Em janeiro de 2026, durante o Encontro de Gestores Municipais da Cultura, realizado na icônica Sala São Paulo, o Governo do Estado anunciou uma parceria entre o Escritório Central de Arrecadação e Distribuição (Ecad) e o programa CULTSP PRO para capacitar gestores culturais de todo o estado sobre propriedade intelectual e licenciamento musical.
Trata-se de uma iniciativa mais do que bem-vinda: necessária.
Como funciona na prática
A parceria prevê workshops de capacitação pelo CULTSP PRO, o maior programa de formação voltado aos setores culturais e criativos do país, gerido pelo Instituto de Desenvolvimento e Gestão. O foco é ampliar a conscientização e o licenciamento correto da execução pública de música em todo o estado, reforçando que o pagamento de direitos autorais não é opcional, mas uma obrigação legal.
Os números justificam a atenção: em 2025, ao concentrar 51% da arrecadação nacional, São Paulo reafirmou seu papel estratégico na promoção do licenciamento correto, com impactos positivos para criadores, políticas culturais e a economia criativa em todo o país. Ignorar esse ecossistema é negligenciar um motor econômico e cultural.
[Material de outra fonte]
//! Renders an extracted action item as a WhatsApp-readable "visual card"
//! and as an RFC 5545 calendar event, localized to English or Hebrew.

use chrono::NaiveDateTime;
use serde_json::Value;

struct Strings {
    header_icon: &'static str,
    divider: &'static str,
    group: &'static str,
    goal: &'static str,
    deadline_text: &'static str,
    deadline_date: &'static str,
    context_header: &'static str,
}

const EN: Strings = Strings {
    header_icon: "📝",
    divider: "─────────────────",
    group: "📂 *Group*",
    goal: "📌 *Description*",
    deadline_text: "⏰ *Due (from text)*",
    deadline_date: "🗓️ *Date*",
    context_header: "💬 *Relevant Messages*",
};

const HE: Strings = Strings {
    header_icon: "📝",
    divider: "─────────────────",
    group: "📂 *קבוצה*",
    goal: "📌 *תיאור*",
    deadline_text: "⏰ *מועד (ממקור הטקסט)*",
    deadline_date: "🗓️ *תאריך יעד*",
    context_header: "💬 *הודעות רלוונטיות*",
};

fn strings_for(language_code: &str) -> &'static Strings {
    match language_code {
        "he" => &HE,
        _ => &EN,
    }
}

fn field(item: &Value, key: &str) -> String {
    item.get(key).and_then(Value::as_str).unwrap_or("").to_string()
}

pub fn format_card(item: &Value, language_code: &str) -> String {
    let s = strings_for(language_code);

    let title = item.get("task_title").and_then(Value::as_str).unwrap_or("Untitled Task");
    let group_name = field(item, "group_display_name");
    let description = field(item, "task_description");
    let text_deadline = field(item, "text_deadline");
    let timestamp_deadline = field(item, "timestamp_deadline");

    let mut lines = vec![format!("{} *{}*", s.header_icon, title), s.divider.to_string()];

    if !group_name.is_empty() {
        lines.push(String::new());
        lines.push(format!("{}: {}", s.group, group_name));
    }
    if !description.is_empty() {
        lines.push(String::new());
        lines.push(format!("{}: {}", s.goal, description));
    }
    if !text_deadline.is_empty() {
        lines.push(String::new());
        lines.push(format!("{}: {}", s.deadline_text, text_deadline));
    }
    if !timestamp_deadline.is_empty() {
        lines.push(String::new());
        lines.push(format!("{}: {}", s.deadline_date, timestamp_deadline));
    }
    lines.push(String::new());

    if let Some(messages) = item.get("relevant_task_messages").and_then(Value::as_array) {
        if !messages.is_empty() {
            lines.push(s.context_header.to_string());
            for message in messages {
                let sender = message.get("sender").and_then(Value::as_str).unwrap_or("Unknown");
                let content = message.get("content").and_then(Value::as_str).unwrap_or("");
                lines.push(format!("> \"_{content}_\""));
                lines.push(format!("> — {sender}"));
                lines.push(String::new());
            }
        }
    }

    lines.join("\n")
}

fn escape_ics_text(text: &str) -> String {
    text.replace('\\', "\\\\").replace(';', "\\;").replace(',', "\\,").replace('\n', "\\n")
}

fn format_ics_timestamp(dt: NaiveDateTime) -> String {
    dt.format("%Y%m%dT%H%M%S").to_string()
}

/// Builds a one-hour VEVENT ending at `timestamp_deadline` (parsed as
/// `YYYY-MM-DD HH:MM:SS`), falling back to 24 hours from now if the
/// deadline is missing or malformed.
pub fn generate_ics(item: &Value, now: NaiveDateTime) -> Vec<u8> {
    let title = item.get("task_title").and_then(Value::as_str).unwrap_or("Actionable Item");
    let description = field(item, "task_description");
    let deadline_str = field(item, "timestamp_deadline");

    let end = NaiveDateTime::parse_from_str(&deadline_str, "%Y-%m-%d %H:%M:%S")
        .unwrap_or_else(|_| now + chrono::Duration::hours(24));
    let start = end - chrono::Duration::hours(1);

    let uid = format!("{}@chatimposter.internal", uuid::Uuid::new_v4());

    let body = [
        "BEGIN:VCALENDAR".to_string(),
        "VERSION:2.0".to_string(),
        "PRODID:-//chatimposter//ActionableQueue//EN".to_string(),
        "CALSCALE:GREGORIAN".to_string(),
        "METHOD:PUBLISH".to_string(),
        "BEGIN:VEVENT".to_string(),
        format!("UID:{uid}"),
        format!("DTSTAMP:{}", format_ics_timestamp(now)),
        format!("DTSTART:{}", format_ics_timestamp(start)),
        format!("DTEND:{}", format_ics_timestamp(end)),
        format!("SUMMARY:{}", escape_ics_text(title)),
        format!("DESCRIPTION:{}", escape_ics_text(&description)),
        "STATUS:CONFIRMED".to_string(),
        "END:VEVENT".to_string(),
        "END:VCALENDAR".to_string(),
    ]
    .join("\r\n");

    body.into_bytes()
}

#[cfg(test)]
mod tests {
    use super::*;
    use chrono::NaiveDate;

    #[test]
    fn format_card_includes_title_and_group() {
        let item = serde_json::json!({
            "task_title": "Submit report",
            "group_display_name": "Ops Team",
            "task_description": "Quarterly numbers",
        });
        let card = format_card(&item, "en");
        assert!(card.contains("Submit report"));
        assert!(card.contains("Ops Team"));
        assert!(card.contains("Quarterly numbers"));
    }

    #[test]
    fn format_card_uses_hebrew_strings() {
        let item = serde_json::json!({"task_title": "x", "group_display_name": "y"});
        let card = format_card(&item, "he");
        assert!(card.contains("קבוצה"));
    }

    #[test]
    fn generate_ics_escapes_special_characters() {
        let item = serde_json::json!({
            "task_title": "Comma, semi; back\\slash",
            "task_description": "line1\nline2",
        });
        let now = NaiveDate::from_ymd_opt(2026, 7, 27).unwrap().and_hms_opt(12, 0, 0).unwrap();
        let ics = String::from_utf8(generate_ics(&item, now)).unwrap();
        assert!(ics.contains("SUMMARY:Comma\\, semi\\; back\\\\slash"));
        assert!(ics.contains("DESCRIPTION:line1\\nline2"));
        assert!(ics.starts_with("BEGIN:VCALENDAR"));
        assert!(ics.trim_end().ends_with("END:VCALENDAR"));
    }

    #[test]
    fn generate_ics_falls_back_when_deadline_unparseable() {
        let item = serde_json::json!({"task_title": "No deadline"});
        let now = NaiveDate::from_ymd_opt(2026, 7, 27).unwrap().and_hms_opt(12, 0, 0).unwrap();
        let ics = String::from_utf8(generate_ics(&item, now)).unwrap();
        assert!(ics.contains("DTSTART:20260728T110000"));
        assert!(ics.contains("DTEND:20260728T120000"));
    }
}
Do ponto de vista jurídico, a execução pública de obras musicais sem autorização configura violação à Lei nº 9.610/1998, a Lei de Direitos Autorais. Gestores municipais que promovem eventos, mantêm espaços culturais ou contratam shows sem o devido licenciamento expõem os entes públicos a responsabilidades civis e administrativas. A capacitação, portanto, não é apenas um gesto que favorece os artistas e suas criações, é prevenção de litígios.
Direito autoral em tempos de IA
Outro aspecto relevante da iniciativa é que o timing da parceria é estratégico. O debate global sobre inteligência artificial e direitos autorais na música cresce a cada mês, com plataformas de geração de áudio desafiando marcos regulatórios estabelecidos. No Brasil, a ausência de regulamentação específica sobre o uso de obras musicais para treinamento de modelos de IA cria um vácuo que prejudica principalmente os criadores independentes. E é exatamente o público que iniciativas como essa visam proteger.
Nesse cenário, levar informação a gestores públicos e capacitá-los com relação à propriedade intelectual é construir uma base sólida antes que as disputas se intensifiquem. Quem compreende os fundamentos do direito autoral estará mais preparado para navegar pelas questões emergentes que a tecnologia inevitavelmente trará.
A parceria entre o Governo de SP e o Ecad é um investimento no amadurecimento do ecossistema cultural brasileiro e um sinal de que proteger quem cria é, também, responsabilidade do poder público.
Profissionais especializados em direito autoral são cada vez mais necessários neste contexto para a proteção dos artistas, do público e do desenvolvimento da indústria criativa.